## GIVEN RECORDS
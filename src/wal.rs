use crate::errors::DbError;
use crate::types::{CollectionName, DocumentId};
use parking_lot::Mutex;
use serde::{Deserialize, Serialize};
use std::fs::{File, OpenOptions};
use std::io::{BufWriter, Cursor, Read, Write};
use std::path::{Path, PathBuf};
use std::time::SystemTime;

/// Refuse to allocate for records larger than this while replaying.
const MAX_RECORD_LEN: usize = 64 * 1024 * 1024;

/// WAL operation kinds.
#[derive(Debug, Clone, PartialEq, Eq, Serialize, Deserialize)]
pub enum OpKind {
    CreateCollection,
    DropCollection,
    CreateTextIndex,
    Upsert,
    Delete,
}

/// One WAL record, bincode-encoded.
/// `value_json` carries the document as canonical extended JSON so every BSON type survives replay.
#[derive(Debug, Clone, Serialize, Deserialize)]
pub struct WalRecord {
    pub op: OpKind,
    pub collection: CollectionName,
    pub id: Option<DocumentId>,
    pub value_json: Option<Vec<u8>>,
    pub fields: Vec<String>,
    pub ts: SystemTime,
}

impl WalRecord {
    #[must_use]
    pub fn new(op: OpKind, collection: &str) -> Self {
        Self {
            op,
            collection: collection.to_string(),
            id: None,
            value_json: None,
            fields: Vec::new(),
            ts: SystemTime::now(),
        }
    }

    #[must_use]
    pub fn with_id(mut self, id: DocumentId) -> Self {
        self.id = Some(id);
        self
    }

    #[must_use]
    pub fn with_value(mut self, value_json: Vec<u8>) -> Self {
        self.value_json = Some(value_json);
        self
    }

    #[must_use]
    pub fn with_fields(mut self, fields: Vec<String>) -> Self {
        self.fields = fields;
        self
    }
}

/// Frame layout: `[len u32 LE][crc32 u32 LE][payload]`.
///
/// # Errors
/// Returns an error if encoding or writing fails.
pub fn write_record<W: Write>(writer: &mut W, rec: &WalRecord) -> Result<(), DbError> {
    let bytes = bincode::serde::encode_to_vec(rec, bincode::config::standard())?;
    let len = u32::try_from(bytes.len())
        .map_err(|_| DbError::WalError(format!("record too large: {} bytes", bytes.len())))?;
    let crc = crc32fast::hash(&bytes);
    writer.write_all(&len.to_le_bytes())?;
    writer.write_all(&crc.to_le_bytes())?;
    writer.write_all(&bytes)?;
    Ok(())
}

/// Reads the next record. `Ok(None)` marks a clean end of log.
///
/// # Errors
/// Returns `WalError` for a torn frame or checksum mismatch, or an I/O / decode error.
pub fn read_record<R: Read>(reader: &mut R) -> Result<Option<WalRecord>, DbError> {
    let mut len_buf = [0u8; 4];
    match reader.read_exact(&mut len_buf) {
        Ok(()) => {}
        Err(e) if e.kind() == std::io::ErrorKind::UnexpectedEof => return Ok(None),
        Err(e) => return Err(DbError::Io(e)),
    }
    let len = crate::utils::num::u32_to_usize(u32::from_le_bytes(len_buf));
    if len > MAX_RECORD_LEN {
        return Err(DbError::WalError(format!("record length {len} exceeds limit")));
    }
    let mut crc_buf = [0u8; 4];
    let mut buf = vec![0u8; len];
    if reader.read_exact(&mut crc_buf).is_err() || reader.read_exact(&mut buf).is_err() {
        return Err(DbError::WalError("truncated record".into()));
    }
    if crc32fast::hash(&buf) != u32::from_le_bytes(crc_buf) {
        return Err(DbError::WalError("checksum mismatch".into()));
    }
    let (rec, _): (WalRecord, usize) =
        bincode::serde::decode_from_slice(&buf, bincode::config::standard())?;
    Ok(Some(rec))
}

/// Append-only log shared by all collections of an engine.
pub struct Wal {
    path: PathBuf,
    writer: Mutex<BufWriter<File>>,
}

impl std::fmt::Debug for Wal {
    fn fmt(&self, f: &mut std::fmt::Formatter<'_>) -> std::fmt::Result {
        f.debug_struct("Wal").field("path", &self.path).finish()
    }
}

impl Wal {
    /// Opens (or creates) the log for appending.
    ///
    /// # Errors
    /// Returns an error if the file cannot be opened.
    pub fn open(path: &Path) -> Result<Self, DbError> {
        let file = OpenOptions::new().create(true).append(true).open(path)?;
        Ok(Self { path: path.to_path_buf(), writer: Mutex::new(BufWriter::new(file)) })
    }

    #[must_use]
    pub fn path(&self) -> &Path {
        &self.path
    }

    /// Appends and flushes one record.
    ///
    /// # Errors
    /// Returns an error if encoding, writing or flushing fails.
    pub fn append(&self, rec: &WalRecord) -> Result<(), DbError> {
        let mut w = self.writer.lock();
        write_record(&mut *w, rec)?;
        w.flush()?;
        Ok(())
    }

    /// Reads every intact record. A damaged tail ends the replay instead of failing it.
    ///
    /// # Errors
    /// Returns an error only if the file exists but cannot be read.
    pub fn replay(path: &Path) -> Result<Replay, DbError> {
        if !path.exists() {
            return Ok(Replay::default());
        }
        let bytes = std::fs::read(path)?;
        let mut cur = Cursor::new(bytes.as_slice());
        let mut out = Replay::default();
        loop {
            match read_record(&mut cur) {
                Ok(Some(rec)) => {
                    out.records.push(rec);
                    out.valid_len = cur.position();
                }
                Ok(None) => break,
                Err(e) => {
                    log::warn!("wal replay stopped after {} records: {e}", out.records.len());
                    break;
                }
            }
        }
        out.torn = out.valid_len < crate::utils::num::usize_to_u64(bytes.len());
        Ok(out)
    }

    /// Cuts the log back to `len` bytes so new records never land behind a damaged one.
    ///
    /// # Errors
    /// Returns an error if the file cannot be opened or resized.
    pub fn truncate(path: &Path, len: u64) -> Result<(), DbError> {
        let file = OpenOptions::new().write(true).open(path)?;
        file.set_len(len)?;
        file.sync_all()?;
        log::warn!("wal {} truncated to {len} bytes", path.display());
        Ok(())
    }

    /// Replaces the log with `records`: written to a sibling temp file, synced, then renamed over it.
    ///
    /// # Errors
    /// Returns an error if encoding, writing or the rename fails.
    pub fn rewrite(path: &Path, records: &[WalRecord]) -> Result<(), DbError> {
        let mut tmp = path.as_os_str().to_owned();
        tmp.push(".tmp");
        let tmp = PathBuf::from(tmp);
        let file = OpenOptions::new().create(true).write(true).truncate(true).open(&tmp)?;
        let mut w = BufWriter::new(file);
        for rec in records {
            write_record(&mut w, rec)?;
        }
        w.flush()?;
        w.get_ref().sync_all()?;
        drop(w);
        std::fs::rename(&tmp, path)?;
        Ok(())
    }
}

/// Outcome of [`Wal::replay`].
#[derive(Debug, Default)]
pub struct Replay {
    pub records: Vec<WalRecord>,
    /// Offset just past the last intact record.
    pub valid_len: u64,
    /// Bytes follow `valid_len` that could not be read back.
    pub torn: bool,
}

## PROBLEM STATEMENT
Print, please, the lines above from the very first through the one that holds "use std::time::SystemTime;", both included, word for word and with nothing else.

## RESULT OF THIS TASK
filename src/wal.rs
use crate::errors::DbError;
use crate::types::{CollectionName, DocumentId};
use parking_lot::Mutex;
use serde::{Deserialize, Serialize};
use std::fs::{File, OpenOptions};
use std::io::{BufWriter, Cursor, Read, Write};
use std::path::{Path, PathBuf};
use std::time::SystemTime;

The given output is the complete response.